Somewhere between becoming a father and turning 30, something strange happened in my life. I experienced a change. I’m still not quite sure what to think about this change as I really didn’t think that I would experience it until I was closer to 45 or so. But it has happened, so here I am:
A helpless listener to talk radio.
Try as I may to switch over to music or comedy channels on my Sirius radio receiver, I find myself drawn back to the talk radio stations, like a mosquito on a suicide mission with the closest bug light. But I am actually starting to get used to it. Why?
Because it amazes me the people who call in to argue with these radio hosts. I find it more comical than Larry the Cable guy being run over by a steamroller. (Seriously, why is that guy even considered a comedian?) Most of these radio show hosts are so bloated and full of themselves that if anyone, and I mean anyone, disagrees with them, Jesus Christ himself included, they will tell the caller they are an idiot and hang up on them.
And, get this, after pressing the button to switch the caller off, probably so hard that they nearly snap their finger in two in the process, they continue to say why the caller is stupid, is a moron, why he or she is the dumbest person to exist since Jessica Simpson, etc... What kind of debate process is this? To continue to attack and berate someone when they cannot respond and defend themselves is more than immature, it is childish. And these people are the so-called authority on political debates and issues? They couldn’t debate their way out of a wet paper sack! And that would even be true if it had a hole at both ends!
But what is really humorous, besides these hosts getting so rabid that you expect them to have a heart attack and die on the air, is the hopeful callers who call in thinking that they will have a chance to state their case. What were they thinking when they dialed the number, that they would succeed where the last caller failed? That they have the power to magically stay on the air after the know-it-all host breaks another finger cutting them off?

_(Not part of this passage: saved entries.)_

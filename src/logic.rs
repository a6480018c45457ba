//! Controller behaviors shared by both HTTP and WebSocket handlers.
//!
//! Each operation follows the same shape: lock the session just long enough to `begin_*`,
//! run the flow with the lock released, then lock again to `complete_*`. Flow errors are
//! logged here with full detail and turned into a generic [`Notice`] for the user.
//!
//! Loading flags are enforced here: while a request of one kind is in flight for a session,
//! another of the same kind is refused with `SessionError::Busy`. A request future dropped
//! mid-call (client gone) still settles its ticket through [`InFlight`].

use tokio::runtime::Handle;
use tracing::{error, info, instrument};
use uuid::Uuid;

use crate::domain::ProblemSpec;
use crate::error::SessionError;
use crate::flows::{ChatRequest, Flows};
use crate::protocol::Notice;
use crate::session::{Applied, FlowKind, Session, Ticket};
use crate::state::SharedSession;

/// Result of a chat turn once the model call has settled.
#[derive(Debug)]
pub struct ChatOutcome {
  pub id: Uuid,
  pub text: String,
  pub applied: Applied,
}

fn ensure_idle(session: &Session, kind: FlowKind) -> Result<(), SessionError> {
  if session.is_loading(kind) {
    return Err(SessionError::Busy(kind));
  }
  Ok(())
}

/// An issued ticket that has not been completed yet. Dropping it while armed abandons the
/// ticket on the session, so its loading flag cannot stay set forever.
struct InFlight {
  session: SharedSession,
  ticket: Ticket,
  armed: bool,
}

impl InFlight {
  fn new(session: &SharedSession, ticket: Ticket) -> Self {
    Self { session: session.clone(), ticket, armed: true }
  }

  fn disarm(mut self) -> Ticket {
    self.armed = false;
    self.ticket
  }
}

impl Drop for InFlight {
  fn drop(&mut self) {
    if !self.armed {
      return;
    }
    let ticket = self.ticket;
    if let Ok(mut s) = self.session.try_lock() {
      s.abandon(ticket);
      return;
    }
    // Lock is busy; settle as soon as it frees up.
    let session = self.session.clone();
    match Handle::try_current() {
      Ok(handle) => {
        handle.spawn(async move {
          session.lock().await.abandon(ticket);
        });
      }
      Err(_) => error!(target: "session", kind = %ticket.kind, "No runtime to settle an abandoned request"),
    }
  }
}

/// Generate a problem for the session. Returns `None` when a newer request superseded this one.
#[instrument(level = "info", skip(flows, session, spec), fields(difficulty = %spec.difficulty(), language = %spec.language()))]
pub async fn run_generate(flows: &Flows, session: &SharedSession, spec: ProblemSpec) -> Result<Option<Notice>, SessionError> {
  let (in_flight, session_id) = {
    let mut s = session.lock().await;
    ensure_idle(&s, FlowKind::Problem)?;
    (InFlight::new(session, s.begin_generate(&spec)), s.id())
  };

  let result = flows.generate_problem(&spec).await;
  let notice = match &result {
    Ok(p) => Notice::problem_generated(p.language),
    Err(e) => {
      error!(target: "session", session = %session_id, error = %e, "Failed to generate problem");
      if e.is_not_configured() { Notice::model_unavailable() } else { Notice::problem_failed() }
    }
  };

  let mut s = session.lock().await;
  let applied = s.complete_generate(in_flight.disarm(), result);
  info!(target: "session", session = %session_id, ?applied, "Problem request settled");
  Ok((applied != Applied::Stale).then_some(notice))
}

/// Analyze the session's current code against its problem.
#[instrument(level = "info", skip(flows, session))]
pub async fn run_analysis(flows: &Flows, session: &SharedSession) -> Result<Option<Notice>, SessionError> {
  let (in_flight, request, session_id) = {
    let mut s = session.lock().await;
    ensure_idle(&s, FlowKind::Analysis)?;
    let (ticket, request) = s.begin_analysis()?;
    (InFlight::new(session, ticket), request, s.id())
  };

  let result = flows.analyze_code(&request).await;
  let notice = match &result {
    Ok(_) => Notice::analysis_complete(),
    Err(e) => {
      error!(target: "session", session = %session_id, error = %e, "Failed to analyze code");
      if e.is_not_configured() { Notice::model_unavailable() } else { Notice::analysis_failed() }
    }
  };

  let mut s = session.lock().await;
  let applied = s.complete_analysis(in_flight.disarm(), result);
  info!(target: "session", session = %session_id, ?applied, "Analysis request settled");
  Ok((applied != Applied::Stale).then_some(notice))
}

/// Chat phase one: append the user turn and the pending placeholder.
/// Split from [`finish_chat`] so transports can render the placeholder right away.
#[instrument(level = "info", skip(session, text), fields(text_len = text.len()))]
pub async fn start_chat(session: &SharedSession, text: &str) -> Result<(Ticket, ChatRequest), SessionError> {
  let mut s = session.lock().await;
  ensure_idle(&s, FlowKind::Chat)?;
  s.begin_chat(text)
}

/// Chat phase two: call the tutor and replace the placeholder with the outcome.
#[instrument(level = "info", skip(flows, session, request), fields(history = request.history.len()))]
pub async fn finish_chat(flows: &Flows, session: &SharedSession, ticket: Ticket, request: ChatRequest) -> ChatOutcome {
  let in_flight = InFlight::new(session, ticket);
  let result = flows.chat(&request).await;
  if let Err(e) = &result {
    error!(target: "session", error = %e, "Tutor chat failed");
  }

  let mut s = session.lock().await;
  let applied = s.complete_chat(in_flight.disarm(), result);
  let id = ticket.placeholder.unwrap_or_default();
  let text = s
    .transcript()
    .iter()
    .find(|m| m.id == id)
    .map(|m| m.text.clone())
    .unwrap_or_default();
  ChatOutcome { id, text, applied }
}

#[cfg(test)]
mod tests {
  use std::{sync::Arc, time::Duration};

  use serde_json::json;

  use super::*;
  use crate::config::{ModelSettings, Prompts};
  use crate::domain::{CodingLanguage, Difficulty};
  use crate::flows::FALLBACK_REPLY;
  use crate::llm::testing::ScriptedModel;
  use crate::llm::GenerativeModel;
  use crate::protocol::NoticeLevel;
  use crate::session::CHAT_ERROR_REPLY;

  fn flows(model: ScriptedModel) -> (Flows, Arc<ScriptedModel>) {
    let model = Arc::new(model);
    let dyn_model: Arc<dyn GenerativeModel> = model.clone();
    (Flows::new(Some(dyn_model), Prompts::default(), ModelSettings::default()), model)
  }

  fn problem_body() -> String {
    json!({
      "title": "Running Sum",
      "description": "Return the running sum of an array.",
      "constraints": "1 <= n <= 1000",
      "examples": "[1,2,3] -> [1,3,6]",
      "language": "javascript"
    })
    .to_string()
  }

  fn new_session() -> SharedSession {
    Arc::new(tokio::sync::Mutex::new(Session::new()))
  }

  fn easy_arrays_python() -> ProblemSpec {
    ProblemSpec::new(Difficulty::Easy, &["Arrays"], CodingLanguage::Python).unwrap()
  }

  #[tokio::test]
  async fn generate_then_analyze_end_to_end() {
    let (flows, model) = flows(
      ScriptedModel::new()
        .reply_text(problem_body())
        .reply_text(json!({"suggestions": [], "overallQuality": "Fine for a one-liner."}).to_string()),
    );
    let session = new_session();

    let notice = run_generate(&flows, &session, easy_arrays_python()).await.unwrap().unwrap();
    assert_eq!(notice.level, NoticeLevel::Success);
    {
      let s = session.lock().await;
      let p = s.problem().unwrap();
      assert!(!p.title.is_empty() && !p.description.is_empty() && !p.constraints.is_empty() && !p.examples.is_empty());
      assert_eq!(p.language, CodingLanguage::Python);
    }

    session.lock().await.set_code("print(sum([1, 2, 3]))");
    let notice = run_analysis(&flows, &session).await.unwrap().unwrap();
    assert_eq!(notice.level, NoticeLevel::Success);

    let s = session.lock().await;
    assert!(!s.analysis().unwrap().overall_quality.is_empty());
    let analysis_prompt = &model.requests()[1].turns[0].text;
    assert!(analysis_prompt.contains("Return the running sum of an array."));
  }

  #[tokio::test]
  async fn generation_failure_surfaces_generic_notice() {
    let (flows, _) = flows(ScriptedModel::new().fail(500, "internal detail: quota project 1234"));
    let session = new_session();

    let notice = run_generate(&flows, &session, easy_arrays_python()).await.unwrap().unwrap();
    assert_eq!(notice.level, NoticeLevel::Error);
    assert!(!notice.description.contains("1234"));

    let s = session.lock().await;
    assert!(s.problem().is_none());
    assert_eq!(s.language(), CodingLanguage::Javascript);
    assert!(!s.is_loading(FlowKind::Problem));
  }

  #[tokio::test]
  async fn analysis_is_never_invoked_for_empty_code() {
    let (flows, model) = flows(ScriptedModel::new().reply_text(problem_body()));
    let session = new_session();
    run_generate(&flows, &session, easy_arrays_python()).await.unwrap();

    let err = run_analysis(&flows, &session).await.unwrap_err();
    assert_eq!(err, SessionError::EmptyCode);
    assert_eq!(model.requests().len(), 1);
  }

  #[tokio::test]
  async fn busy_flow_kind_is_refused() {
    let (flows, _) = flows(ScriptedModel::new());
    let session = new_session();
    session.lock().await.begin_generate(&easy_arrays_python());

    let err = run_generate(&flows, &session, easy_arrays_python()).await.unwrap_err();
    assert_eq!(err, SessionError::Busy(FlowKind::Problem));
  }

  #[tokio::test]
  async fn chat_round_trip_replaces_placeholder() {
    let (flows, model) = flows(ScriptedModel::new().reply_text(problem_body()).reply_text("Try a prefix sum."));
    let session = new_session();
    run_generate(&flows, &session, easy_arrays_python()).await.unwrap();

    let (ticket, request) = start_chat(&session, "Where do I start?").await.unwrap();
    assert!(session.lock().await.is_loading(FlowKind::Chat));
    assert!(start_chat(&session, "again").await.is_err());

    let outcome = finish_chat(&flows, &session, ticket, request).await;
    assert_eq!(outcome.applied, Applied::Success);
    assert_eq!(outcome.text, "Try a prefix sum.");
    assert_eq!(Some(outcome.id), ticket.placeholder);

    let system = model.requests()[1].system_instruction.clone().unwrap();
    assert!(system.contains("Running Sum"));
  }

  #[tokio::test]
  async fn chat_failure_and_empty_reply_never_leave_blank_turns() {
    let (flows, _) = flows(
      ScriptedModel::new()
        .reply_text(problem_body())
        .fail(500, "down")
        .reply(crate::llm::ModelReply::default()),
    );
    let session = new_session();
    run_generate(&flows, &session, easy_arrays_python()).await.unwrap();

    let (t, r) = start_chat(&session, "one").await.unwrap();
    let outcome = finish_chat(&flows, &session, t, r).await;
    assert_eq!((outcome.applied, outcome.text.as_str()), (Applied::Failure, CHAT_ERROR_REPLY));

    let (t, r) = start_chat(&session, "two").await.unwrap();
    let outcome = finish_chat(&flows, &session, t, r).await;
    assert_eq!((outcome.applied, outcome.text.as_str()), (Applied::Success, FALLBACK_REPLY));
  }

  #[tokio::test]
  async fn dropped_generate_request_frees_the_session() {
    let (flows, _) = flows(ScriptedModel::new().hang().reply_text(problem_body()));
    let session = new_session();

    // The client goes away while the model is still working.
    let cut = tokio::time::timeout(Duration::from_millis(50), run_generate(&flows, &session, easy_arrays_python())).await;
    assert!(cut.is_err());
    {
      let s = session.lock().await;
      assert!(!s.is_loading(FlowKind::Problem));
      assert!(s.problem().is_none());
      assert_eq!(s.language(), CodingLanguage::Javascript);
    }

    let notice = run_generate(&flows, &session, easy_arrays_python()).await.unwrap().unwrap();
    assert_eq!(notice.level, NoticeLevel::Success);
    assert_eq!(session.lock().await.problem().unwrap().language, CodingLanguage::Python);
  }

  #[tokio::test]
  async fn dropped_analysis_request_frees_the_session() {
    let (flows, _) = flows(ScriptedModel::new().reply_text(problem_body()).hang());
    let session = new_session();
    run_generate(&flows, &session, easy_arrays_python()).await.unwrap();
    session.lock().await.set_code("x = 1");

    let cut = tokio::time::timeout(Duration::from_millis(50), run_analysis(&flows, &session)).await;
    assert!(cut.is_err());
    assert!(!session.lock().await.is_loading(FlowKind::Analysis));
  }

  #[tokio::test]
  async fn dropped_chat_request_settles_its_placeholder() {
    let (flows, _) = flows(ScriptedModel::new().reply_text(problem_body()).hang().reply_text("Use a prefix sum."));
    let session = new_session();
    run_generate(&flows, &session, easy_arrays_python()).await.unwrap();

    let (t, r) = start_chat(&session, "hint?").await.unwrap();
    let cut = tokio::time::timeout(Duration::from_millis(50), finish_chat(&flows, &session, t, r)).await;
    assert!(cut.is_err());
    {
      let s = session.lock().await;
      assert!(!s.is_loading(FlowKind::Chat));
      assert_eq!(s.transcript().last().unwrap().text, CHAT_ERROR_REPLY);
    }

    let (t, r) = start_chat(&session, "again").await.unwrap();
    let outcome = finish_chat(&flows, &session, t, r).await;
    assert_eq!(outcome.text, "Use a prefix sum.");
  }
}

Maybe they really are idiots.
But anyway, the thought came to me the other day of what would an argument, similar to these on the talk radio sound waves, look like in print? What if a newspaper editor decided to act like, oh I don’t know, a hot-headed Mark Levin (who calls himself “The Great One” by the way – how ridiculous is that?) when responding to reader responses in the paper’s letters to the editor section? Let’s take a look and see, shall we?
Reader: In looking at the article on the city council’s budget workshop where they proposed taking money from the street department and placing it in the police budget, I think that this is a wrong move for the council. The police are already the highest paid department in the ci…
Editor: Stop right there! You are so stupid I won’t even finish printing the rest of your letter, you nitwit! Who cares what you think, you liberal moron! The police deserve that money. They bust their butts protecting the citizens and covering the wreck scenes caused by cars losing control when they hit the massive pot holes that are in our streets! Can’t you see that? You’re a moron. A moron! Next letter…
Reader: In your recent editorial, you said that the school district superintendent was justified in getting that 12 percent raise in pay, while the rest of the district employees haven’t seen a raise in ten years. I’m a teacher in the district and I…
Editor: I’ve read enough! I’m cutting your letter off right there. I don’t need to read or print anything else you have to say. You’re a teacher huh? That says it all right there! You and all your cronies pushing your liberal agenda and bias on our kids who don’t know any better! You ought to be ashamed, you stupid moron! You sicken me! People like you are the scum of the Earth, basically what I put on my plants and flush down my toilet! Go get a real job, you ninny!
And so forth and so on. At first, I thought that this would be a great way to show how most talk radio hosts are full of bull, but the sad thing is some people in the newspaper business would probably read this and think it would be a good idea and might even increase the paper's readership. “People like being cut down and called names,” they would say. “We have to get more readers! Sacrifice journalism and go to a set agenda immediately! What can it hurt? Our careers are already on the rocks!”
I’m not saying that all talk radio hosts are bad. There are a few that I can stand more than others (Howard Stern and Mike Church for example), but in most cases I view the majority of them as whining kids in the sandbox that, even if they are right, defeat their own purpose by their lack of proper presentation. But, in the long run, it doesn’t really matter, as I’ll probably tune in the next time I get in my vehicle. Ah, who am I kidding? I will tune in. And who knows?
Maybe one day I’ll call in and even try to get a word in edgewise.